* _Records shown_:
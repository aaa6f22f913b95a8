//! Output assembly and textual cleanup.

use once_cell::sync::Lazy;
use regex::Regex;

use crate::scanner::Extraction;
use crate::transform::Declaration;

static EMPTY_BODY: Lazy<Regex> = Lazy::new(|| Regex::new(r"\{\s*\}").unwrap());
static SPACE_BEFORE_TERMINATOR: Lazy<Regex> =
    Lazy::new(|| Regex::new(r"[ \t]+;(\s*(?:\}|$))").unwrap());
static BLANK_RUNS: Lazy<Regex> = Lazy::new(|| Regex::new(r"\n(?:[ \t]*\n){2,}").unwrap());
static TERMINATOR_BRACE: Lazy<Regex> = Lazy::new(|| Regex::new(r";\}").unwrap());
static OPEN_TERMINATOR: Lazy<Regex> = Lazy::new(|| Regex::new(r"\{;").unwrap());

/// Concatenate the collected groups and normalize the result.
///
/// Groups are separated by one blank line; empty groups leave no trace.
pub fn assemble(extraction: &Extraction) -> String {
    let mut groups = Vec::new();

    if !extraction.imports.is_empty() {
        groups.push(extraction.imports.join("\n"));
    }
    if !extraction.declarations.is_empty() {
        let declarations: Vec<String> = extraction.declarations.iter().map(render).collect();
        groups.push(declarations.join("\n"));
    }
    if !extraction.exports.is_empty() {
        let exports: Vec<String> = extraction.exports.iter().map(render).collect();
        groups.push(exports.join("\n"));
    }
    if let Some(default) = &extraction.default_export {
        groups.push(render(default));
    }

    clean(&groups.join("\n\n"))
}

fn render(decl: &Declaration) -> String {
    match &decl.comment {
        Some(comment) => format!("{comment}\n{}", decl.text),
        None => decl.text.clone(),
    }
}

/// Textual normalization, applied once. The order of the passes matters.
pub fn clean(output: &str) -> String {
    let out = EMPTY_BODY.replace_all(output, "{}");
    let out = SPACE_BEFORE_TERMINATOR.replace_all(&out, ";${1}");
    let out = BLANK_RUNS.replace_all(&out, "\n\n");
    let out = TERMINATOR_BRACE.replace_all(&out, ";\n}");
    let out = OPEN_TERMINATOR.replace_all(&out, "{");
    out.trim().to_string()
}

#[cfg(test)]
mod tests {
    use super::*;
    use crate::transform::DeclarationKind;

    #[test]
    fn test_empty_groups_leave_no_blank_lines() {
        let extraction = Extraction {
            declarations: vec![Declaration::new(
                DeclarationKind::Type,
                "export declare type A = string",
            )],
            ..Default::default()
        };
        assert_eq!(assemble(&extraction), "export declare type A = string");
    }

    #[test]
    fn test_group_order() {
        let extraction = Extraction {
            imports: vec!["import type { A } from './a'".into()],
            declarations: vec![Declaration::new(
                DeclarationKind::Function,
                "export declare function f(): A;",
            )
            .with_comment(Some("/** f */".into()))],
            exports: vec![Declaration::new(DeclarationKind::ReExport, "export * from './b'")],
            default_export: Some(
                Declaration::new(DeclarationKind::Default, "export default f;")
                    .with_comment(Some("/** entry */".into())),
            ),
        };
        assert_eq!(
            assemble(&extraction),
            "import type { A } from './a'\n\n/** f */\nexport declare function f(): A;\n\nexport * from './b'\n\n/** entry */\nexport default f;"
        );
    }

    #[test]
    fn test_clean_collapses_empty_bodies() {
        assert_eq!(
            clean("export declare interface A {\n\n}"),
            "export declare interface A {}"
        );
    }

    #[test]
    fn test_clean_whitespace_before_terminator() {
        assert_eq!(clean("  a: 1 ;\n}"), "a: 1;\n}");
        assert_eq!(clean("x = 1 ;"), "x = 1;");
        assert_eq!(clean("f(a ; b)"), "f(a ; b)");
    }

    #[test]
    fn test_clean_collapses_blank_runs() {
        assert_eq!(clean("a\n\n\n\nb\n \n\t\nc"), "a\n\nb\n\nc");
    }

    #[test]
    fn test_clean_splits_terminator_brace() {
        assert_eq!(clean("{ a: 1;}"), "{ a: 1;\n}");
        assert_eq!(clean("export default function main() {;"), "export default function main() {");
    }
}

* _Directions for this task_: Each line above must be retyped exactly.

* _Expected answer_:
repository aaa6f22f913b95a8
//! Output assembly and textual cleanup.

use once_cell::sync::Lazy;
use regex::Regex;

use crate::scanner::Extraction;
use crate::transform::Declaration;

static EMPTY_BODY: Lazy<Regex> = Lazy::new(|| Regex::new(r"\{\s*\}").unwrap());
static SPACE_BEFORE_TERMINATOR: Lazy<Regex> =
    Lazy::new(|| Regex::new(r"[ \t]+;(\s*(?:\}|$))").unwrap());
static BLANK_RUNS: Lazy<Regex> = Lazy::new(|| Regex::new(r"\n(?:[ \t]*\n){2,}").unwrap());
static TERMINATOR_BRACE: Lazy<Regex> = Lazy::new(|| Regex::new(r";\}").unwrap());
static OPEN_TERMINATOR: Lazy<Regex> = Lazy::new(|| Regex::new(r"\{;").unwrap());

/// Concatenate the collected groups and normalize the result.
///
/// Groups are separated by one blank line; empty groups leave no trace.
pub fn assemble(extraction: &Extraction) -> String {
    let mut groups = Vec::new();

    if !extraction.imports.is_empty() {
        groups.push(extraction.imports.join("\n"));
    }
    if !extraction.declarations.is_empty() {
        let declarations: Vec<String> = extraction.declarations.iter().map(render).collect();
        groups.push(declarations.join("\n"));
    }
    if !extraction.exports.is_empty() {
        let exports: Vec<String> = extraction.exports.iter().map(render).collect();
        groups.push(exports.join("\n"));
    }
    if let Some(default) = &extraction.default_export {
        groups.push(render(default));
    }

    clean(&groups.join("\n\n"))
}

fn render(decl: &Declaration) -> String {
    match &decl.comment {
        Some(comment) => format!("{comment}\n{}", decl.text),
        None => decl.text.clone(),
    }
}

/// Textual normalization, applied once. The order of the passes matters.
pub fn clean(output: &str) -> String {
    let out = EMPTY_BODY.replace_all(output, "{}");
    let out = SPACE_BEFORE_TERMINATOR.replace_all(&out, ";${1}");
    let out = BLANK_RUNS.replace_all(&out, "\n\n");
    let out = TERMINATOR_BRACE.replace_all(&out, ";\n}");
    let out = OPEN_TERMINATOR.replace_all(&out, "{");
    out.trim().to_string()
}

#[cfg(test)]
mod tests {
    use super::*;
    use crate::transform::DeclarationKind;

    #[test]
    fn test_empty_groups_leave_no_blank_lines() {
        let extraction = Extraction {
            declarations: vec![Declaration::new(
                DeclarationKind::Type,
                "export declare type A = string",
            )],
            ..Default::default()
        };
        assert_eq!(assemble(&extraction), "export declare type A = string");
    }

    #[test]
    fn test_group_order() {
        let extraction = Extraction {
            imports: vec!["import type { A } from './a'".into()],
            declarations: vec![Declaration::new(
                DeclarationKind::Function,
                "export declare function f(): A;",
            )
            .with_comment(Some("/** f */".into()))],
            exports: vec![Declaration::new(DeclarationKind::ReExport, "export * from './b'")],
            default_export: Some(
                Declaration::new(DeclarationKind::Default, "export default f;")
                    .with_comment(Some("/** entry */".into())),
            ),
        };
        assert_eq!(
            assemble(&extraction),
            "import type { A } from './a'\n\n/** f */\nexport declare function f(): A;\n\nexport * from './b'\n\n/** entry */\nexport default f;"
        );
    }

    #[test]
    fn test_clean_collapses_empty_bodies() {
        assert_eq!(
            clean("export declare interface A {\n\n}"),
            "export declare interface A {}"
        );
    }

    #[test]
    fn test_clean_whitespace_before_terminator() {
        assert_eq!(clean("  a: 1 ;\n}"), "a: 1;\n}");
        assert_eq!(clean("x = 1 ;"), "x = 1;");
        assert_eq!(clean("f(a ; b)"), "f(a ; b)");
    }

    #[test]
    fn test_clean_collapses_blank_runs() {
        assert_eq!(clean("a\n\n\n\nb\n \n\t\nc"), "a\n\nb\n\nc");
    }

    #[test]
    fn test_clean_splits_terminator_brace() {
        assert_eq!(clean("{ a: 1;}"), "{ a: 1;\n}");
        assert_eq!(clean("export default function main() {;"), "export default function main() {");
    }
}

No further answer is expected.